New Ways of Seeing

Back in the day I had every explanation there was to show how god did it. I could mend and coerce any thought into a bible verse and show the connection to gods love. I’m quite puxxled and alarmed by the process now, but what religioso today is interested in research when it counters his presupposed, indoctrinated upbringing—opening that mind to legitimate answers doesn’t really go hand in hand. The answers come through unbelief, not the other way around.

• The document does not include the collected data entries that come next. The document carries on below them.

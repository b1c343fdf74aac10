//! Write acknowledgements returned by every mutating endpoint.
//!
//! The web front-end inspects `insertedId`, `modifiedCount` and
//! `deletedCount` to decide what to show, so the shapes are kept stable.

use serde::{Deserialize, Serialize};
use uuid::Uuid;

#[derive(Debug, Clone, PartialEq, Eq, Serialize, Deserialize)]
#[serde(rename_all = "camelCase")]
pub struct InsertResult {
    pub acknowledged: bool,
    pub inserted_id: Uuid,
}

impl InsertResult {
    pub fn new(inserted_id: Uuid) -> Self {
        Self { acknowledged: true, inserted_id }
    }
}

#[derive(Debug, Clone, Copy, PartialEq, Eq, Default, Serialize, Deserialize)]
#[serde(rename_all = "camelCase")]
pub struct UpdateResult {
    pub acknowledged: bool,
    pub matched_count: u64,
    pub modified_count: u64,
}

impl UpdateResult {
    pub fn new(matched_count: u64, modified_count: u64) -> Self {
        Self { acknowledged: true, matched_count, modified_count }
    }

    pub fn unmatched() -> Self {
        Self::new(0, 0)
    }

    pub fn modified(&self) -> bool {
        self.modified_count > 0
    }
}

#[derive(Debug, Clone, Copy, PartialEq, Eq, Default, Serialize, Deserialize)]
#[serde(rename_all = "camelCase")]
pub struct DeleteResult {
    pub acknowledged: bool,
    pub deleted_count: u64,
}

impl DeleteResult {
    pub fn new(deleted_count: u64) -> Self {
        Self { acknowledged: true, deleted_count }
    }
}
use chrono::{DateTime, Utc};
use serde::{Deserialize, Serialize};
use uuid::Uuid;

/// Free-form review document. Whatever the client sent is kept in `body`
/// and flattened back out on serialization.
#[derive(Debug, Clone, PartialEq, Serialize, Deserialize)]
pub struct Review {
    #[serde(rename = "_id")]
    pub id: Uuid,
    #[serde(flatten)]
    pub body: serde_json::Map<String, serde_json::Value>,
    pub created_at: DateTime<Utc>,
}
//! In-process store.
//!
//! Backs local runs without a database and the test-suite. Individual
//! operations can be made to fail with [`MemoryStore::fail_on`] to exercise
//! partial-failure paths.

use std::collections::HashSet;

use async_trait::async_trait;
use chrono::{DateTime, Utc};
use serde_json::{Map, Value};
use tokio::sync::RwLock;
use uuid::Uuid;

use super::{
    normalize_search, BookingFilter, CourtPage, CourtQuery, PaymentFilter, Store, StoreError,
    StoreResult, UserFilter,
};
use crate::models::{
    announcement::AnnouncementPatch,
    booking::NewBooking,
    coupon::{CouponPatch, NewCoupon},
    court::{CourtPatch, NewCourt},
    payment::NewPayment,
    stats::{Activity, Overview, PeriodValues, StatusCounts, Totals},
    user::{NewUser, UserPatch},
    Announcement, Booking, BookingStatus, Coupon, Court, DeleteResult, InsertResult, Payment,
    Review, Role, Slot, UpdateResult, User,
};

#[derive(Default)]
struct Collections {
    users: Vec<User>,
    courts: Vec<Court>,
    bookings: Vec<Booking>,
    payments: Vec<Payment>,
    coupons: Vec<Coupon>,
    announcements: Vec<Announcement>,
    reviews: Vec<Review>,
}

#[derive(Default)]
pub struct MemoryStore {
    data: RwLock<Collections>,
    failing: RwLock<HashSet<&'static str>>,
}

fn contains_ci(haystack: &str, needle: &str) -> bool {
    haystack.to_lowercase().contains(needle)
}

/// Assigns `value` to `slot` and reports whether that changed anything.
fn assign<T: PartialEq>(slot: &mut T, value: T) -> bool {
    if *slot == value {
        false
    } else {
        *slot = value;
        true
    }
}

fn update_one<T>(items: &mut [T], pred: impl Fn(&T) -> bool, apply: impl FnOnce(&mut T) -> bool) -> UpdateResult {
    match items.iter_mut().find(|item| pred(item)) {
        Some(item) => UpdateResult::new(1, apply(item) as u64),
        None => UpdateResult::unmatched(),
    }
}

fn delete_one<T>(items: &mut Vec<T>, pred: impl Fn(&T) -> bool) -> DeleteResult {
    match items.iter().position(pred) {
        Some(idx) => {
            items.remove(idx);
            DeleteResult::new(1)
        }
        None => DeleteResult::new(0),
    }
}

impl MemoryStore {
    pub fn new() -> Self {
        Self::default()
    }

    /// Makes every subsequent call of operation `op` (the trait method name)
    /// fail with [`StoreError::Unavailable`].
    pub async fn fail_on(&self, op: &'static str) {
        self.failing.write().await.insert(op);
    }

    pub async fn clear_failures(&self) {
        self.failing.write().await.clear();
    }

    async fn check(&self, op: &'static str) -> StoreResult<()> {
        if self.failing.read().await.contains(op) {
            return Err(StoreError::Unavailable(format!("injected failure in {}", op)));
        }
        Ok(())
    }
}
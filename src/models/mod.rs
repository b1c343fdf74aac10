pub mod user;
pub mod court;
pub mod booking;
pub mod payment;
pub mod coupon;
pub mod announcement;
pub mod review;
pub mod results;
pub mod stats;

pub use user::{Role, User};
pub use court::{Court, Slot, SlotTime};
pub use booking::{Booking, BookingStatus};
pub use payment::Payment;
pub use coupon::Coupon;
pub use announcement::Announcement;
pub use review::Review;
pub use results::{DeleteResult, InsertResult, UpdateResult};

Abraham had it easy. He was tested to see if he would kill his only son in a time of brutality. A violent sociality that was already laden with superstition. He heard voices, and followed the (accepted by the day) promptings, and at the last second had woken from his trancelike state and withheld his hand. So what? In a time where little was understood about disease or science, the gods accounted for everything from illness, rain, floods, lightening, and drought and movements in the earth. Gods were interwoven into the psyche and dreams of everyone for every thing. His perceived command to kill his son was difficult, but acceptable to him as a means to appease a god. We know enough now to get help, or offer it when things like this manifest.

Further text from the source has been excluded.